Suzette. Pyresourde. Aspin. H’ourquette de Ancizan. Issarbe. Soudet. Bagargui. Soulour. Aubisque. Lie. I’chere. Houratate. By definition, a col is the lowest point of a ridge or saddle between two peaks. When riding in the Pyrenees it’s also the highest point you’re grinding up to for what might be a few hours. My tally for our cycling adventure was 480 miles and 54,500 feet of vertical, commemorating incredible climbs on quiet roads in Lord of the Rings-like landscapes.
I ground my way up and raced my way down with my riding musketeers on each of these cols. Initially, I oddly found myself intimidated by guy talk – how tough and long the 8-17% gradient climbs were. The reality is I found the same power, grit, stamina, cadence and climbed side by side with the gents. RIDE LADIES RIDE! Never doubt your ability to get to the top, one pedal rotation at a time.
Our most spectacular climb was Col d’Bagargui where we were rewarded with wild horses grazing on a precipice over the valley thousands of feet below. The ridgetop route was a panorama with hundreds of shades of green and jaw-dropping mountain vistas.
My newest Terry piece this summer was a pair of weightless compression chill shorts. You forget you have them on. They matched up well with my Provence jersey as we toured the countryside, churches and Cols d’I’chere, Lie and H’ouratate. I chose them for our longest rides for comfort and performance. Chill shorts rule except when you leave them at home and have to opt for mountain bike shorts instead. On a 52-mile ride that included trekking up the Col d’Aubisque to the Col d’Soulor to watch the Tour d’ France 14th stage I repeated over and over, “You are such a bad-ss girl, you can ride this without bike shorts!” It was the only way to convince myself that riding without a chamois was doable.
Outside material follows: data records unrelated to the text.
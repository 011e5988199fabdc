//! Main application orchestration and execution

use crate::{
    cli::Cli,
    config::{display_config_summary, load_config},
    error::Result,
    logging::Logger,
    scheduler::ProbeScheduler,
    sink::LoggingSink,
};
use colored::Colorize;
use std::sync::Arc;
use std::time::Duration;

/// Main application struct that coordinates all components
pub struct App {
    cli: Cli,
}

impl App {
    /// Create a new application instance with CLI configuration
    pub fn new(cli: Cli) -> Result<Self> {
        Ok(Self { cli })
    }

    /// Run the harness: load configuration, start the scheduler, wait
    /// for the configured run time or Ctrl-C, then shut down cleanly.
    pub async fn run(self) -> Result<()> {
        let config = load_config(self.cli)?;

        colored::control::set_override(config.enable_color);

        println!("{} v{}", "TCP Load Harness".bold(), crate::VERSION);

        if config.debug {
            println!("\nConfiguration Summary:");
            println!("{}", display_config_summary(&config));
            println!();
        }

        let logger = Arc::new(Logger::with_config("harness", &config));
        let sink = Arc::new(LoggingSink::new(logger.clone()));
        let mut scheduler = ProbeScheduler::new(&config, sink, logger.clone())?;

        if config.verbose {
            println!(
                "Probing {} with {} clients, {}ms-{}ms pacing",
                scheduler.target(),
                scheduler.client_count(),
                config.min_wait_ms,
                config.max_wait_ms
            );
        }

        scheduler.start().await;

        match config.run_time_secs {
            Some(secs) => {
                // Bounded run, but still stop early on Ctrl-C
                tokio::select! {
                    _ = tokio::time::sleep(Duration::from_secs(secs)) => {
                        logger.info(&format!("Run time of {}s elapsed", secs));
                    }
                    _ = tokio::signal::ctrl_c() => {
                        logger.info("Interrupted, shutting down");
                    }
                }
            }
            None => {
                let _ = tokio::signal::ctrl_c().await;
                logger.info("Interrupted, shutting down");
            }
        }

        scheduler.shutdown().await;

        Ok(())
    }
}

#[cfg(test)]
mod tests {
    use super::*;
    use clap::Parser;

    #[test]
    fn test_app_creation() {
        let cli = Cli::parse_from(["tlh", "--host", "localhost:2323"]);
        assert!(App::new(cli).is_ok());
    }
}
Watching the Tour among the French people was magical; it’s a concert, parade, cycling race, generations of families, joy d’vivre and French nationalism all at once.
Home sweet chateau with the musketeers.
Let’s face it, “kit” is a guy cyclist term for male riding apparel that will never, ever fit a female correctly. Laden with manufacturer logos, the jerseys scream out, the short chamois don’t belong on our bodies and “kits” make us look like one of the guys, we’re blending in to a male dominated sport. One of my favorite moments of the breakfast routine at our chateau in Lanne-en-Bartous was the morning one of the musketeer cyclists commented, “You’ve got another Terry kit on” – a compliment, a recognition, a moment in time where I was proud that my Terry apparel worn day in and out represented women – formidable and fashionable – in a riding pack of our own. Next time you’re out on the road and see the “kits” say a large THANK YOU TERRY! for creating cycling apparel that’s made just for us, fits right, feels good, performs exceptionally, and looks fantastic!
If you seek a magnificent place to stay with friends and family in the Pyrenees, you’ll find the last home of the famous musketeer Porthos to your liking! Built in the 17th century, en. Chateau-de-Porthos is nestled in Lanne-en-Bartous in the heart of all of these rides.
Karen Marshall – #terryfaerie – is Executive Vice President at Marathon Health, a provider of worksite health centers across the nation.